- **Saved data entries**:
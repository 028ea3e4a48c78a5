//! # mealdedup
//!
//! Duplicate detection for dish names scraped from weekly cafeteria menus.
//!
//! The same dish shows up under many spellings: different allergen-code
//! suffixes, stray punctuation, with or without its sides, `ä` or `ae`.
//! This crate decides which strings denote the same dish and picks one of
//! them as the canonical name.
//!
//! ## Pipeline
//!
//! 1. [`normalize`]: strip allergen codes and punctuation, fold diacritics
//! 2. [`headline`]: the dish identity without its side dishes
//! 3. [`protein`]: coarse protein tag, used to veto merges
//! 4. [`similarity`]: sequence-matching ratio
//! 5. [`rules`]: ordered rule chain answering "same dish?"
//! 6. [`cluster`]: seed-driven grouping of a whole batch
//! 7. [`canonical`]: completeness scoring to pick the representative
//! 8. [`mapping`]: groups and the old -> canonical mapping
//!
//! ## Quick Start
//!
//! ```
//! use mealdedup::Deduplicator;
//!
//! let report = Deduplicator::new().run([
//!     "Schnitzel mit Pommes a,c",
//!     "Schnitzel mit Pommes",
//!     "Fischfilet mit Reis b",
//! ]);
//!
//! assert_eq!(report.groups.len(), 1);
//! assert_eq!(
//!     report.mapping.get("Schnitzel mit Pommes a,c"),
//!     Some("Schnitzel mit Pommes")
//! );
//! ```
//!
//! ## Features
//!
//! - `async`: Tokio wrappers that run the engine on the blocking pool
//! - `python`: PyO3 bindings

pub mod apply;
pub mod canonical;
pub mod cluster;
pub mod error;
pub mod headline;
pub mod mapping;
pub mod normalize;
pub mod options;
pub mod preview;
pub mod protein;
pub mod rules;
pub mod similarity;
pub mod stats;

#[cfg(feature = "async")]
pub mod async_api;

#[cfg(feature = "python")]
mod python;

// Re-exports
pub use apply::{apply_mapping, ApplyMode, ApplyOutcome, ApplyReport, MealId, MealStore, MemoryStore};
pub use canonical::choose_canonical;
pub use error::{Error, Result};
pub use headline::dish_headline;
pub use mapping::{CanonicalMapping, DedupReport, DuplicateGroup};
pub use normalize::{normalize, NormalizedForm};
pub use options::{DedupOptions, DEFAULT_THRESHOLD};
pub use preview::{render_preview, PreviewOptions};
pub use protein::{protein_tag, ProteinTag};
pub use rules::{are_duplicates, explain, Decision, RuleId};
pub use similarity::similarity;
pub use stats::BatchStats;

use std::collections::BTreeSet;
use std::path::Path;

/// Finds duplicate groups in a batch with default options.
///
/// # Example
///
/// ```
/// let report = mealdedup::deduplicate(["Gulasch mit Spätzle", "Gulasch mit Spaetzle a"]);
/// assert_eq!(report.merge_count(), 1);
/// ```
pub fn deduplicate<I, S>(names: I) -> DedupReport
where
    I: IntoIterator<Item = S>,
    S: AsRef<str>,
{
    Deduplicator::new().run(names)
}

/// Finds duplicate groups with a custom overall-similarity threshold.
///
/// Fails if the threshold is outside `[0, 1]`.
pub fn deduplicate_with_threshold<I, S>(names: I, threshold: f64) -> Result<DedupReport>
where
    I: IntoIterator<Item = S>,
    S: AsRef<str>,
{
    Deduplicator::new().with_threshold(threshold).try_run(names)
}

/// Reads a batch of names from text.
///
/// A leading `[` means a JSON array of strings; anything else is one name
/// per line, with blank lines skipped.
pub fn parse_names(input: &str) -> Result<Vec<String>> {
    if input.trim_start().starts_with('[') {
        return Ok(serde_json::from_str(input)?);
    }

    Ok(input
        .lines()
        .map(str::trim_end)
        .filter(|line| !line.trim().is_empty())
        .map(str::to_string)
        .collect())
}

/// Reads a batch of names from a file. See [`parse_names`].
pub fn read_names(path: impl AsRef<Path>) -> Result<Vec<String>> {
    let content = std::fs::read_to_string(path)?;
    parse_names(&content)
}

/// Builder for deduplication runs.
///
/// # Example
///
/// ```
/// use mealdedup::Deduplicator;
///
/// let report = Deduplicator::new()
///     .with_threshold(0.9)
///     .sequential()
///     .try_run(["Wok Jakarta mit Reis", "Wok Jakarta Gemüsemischung"])?;
/// assert_eq!(report.groups.len(), 1);
/// # Ok::<(), mealdedup::Error>(())
/// ```
#[derive(Debug, Clone, Default)]
pub struct Deduplicator {
    options: DedupOptions,
}

impl Deduplicator {
    /// Creates a new deduplicator with default settings.
    pub fn new() -> Self {
        Self::default()
    }

    /// Creates a deduplicator from existing options.
    pub fn with_options(options: DedupOptions) -> Self {
        Self { options }
    }

    /// Sets the overall similarity threshold.
    pub fn with_threshold(mut self, threshold: f64) -> Self {
        self.options.threshold = threshold;
        self
    }

    /// Disables parallel processing.
    pub fn sequential(mut self) -> Self {
        self.options = self.options.sequential();
        self
    }

    pub fn options(&self) -> &DedupOptions {
        &self.options
    }

    /// Validates the options, then runs.
    pub fn try_run<I, S>(&self, names: I) -> Result<DedupReport>
    where
        I: IntoIterator<Item = S>,
        S: AsRef<str>,
    {
        self.options.validate()?;
        Ok(self.run(names))
    }

    /// Groups the batch and picks canonical names.
    ///
    /// The batch is de-duplicated by exact string and sorted first, so the
    /// result does not depend on input order and re-running is idempotent.
    pub fn run<I, S>(&self, names: I) -> DedupReport
    where
        I: IntoIterator<Item = S>,
        S: AsRef<str>,
    {
        let names: Vec<String> = names
            .into_iter()
            .map(|name| name.as_ref().to_string())
            .collect::<BTreeSet<_>>()
            .into_iter()
            .collect();

        let profiles = cluster::profile_batch(&names, &self.options);
        let index_groups = cluster::build_groups(&profiles, &self.options);

        let groups = index_groups
            .into_iter()
            .filter_map(|group| {
                let members: Vec<String> = group
                    .members
                    .iter()
                    .map(|&idx| names[idx].clone())
                    .collect();
                let canonical = choose_canonical(&members)?.to_string();
                Some(DuplicateGroup { members, canonical })
            })
            .collect();

        DedupReport::new(names.len(), groups)
    }

    /// Explains the decision for one pair under these options.
    pub fn explain(&self, name1: &str, name2: &str) -> Decision {
        rules::explain(name1, name2, &self.options)
    }
}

- **Task requirements**: Count how many lines of the data include the word "strings". Your reply should be that number alone.

- **Answer to this problem**: 2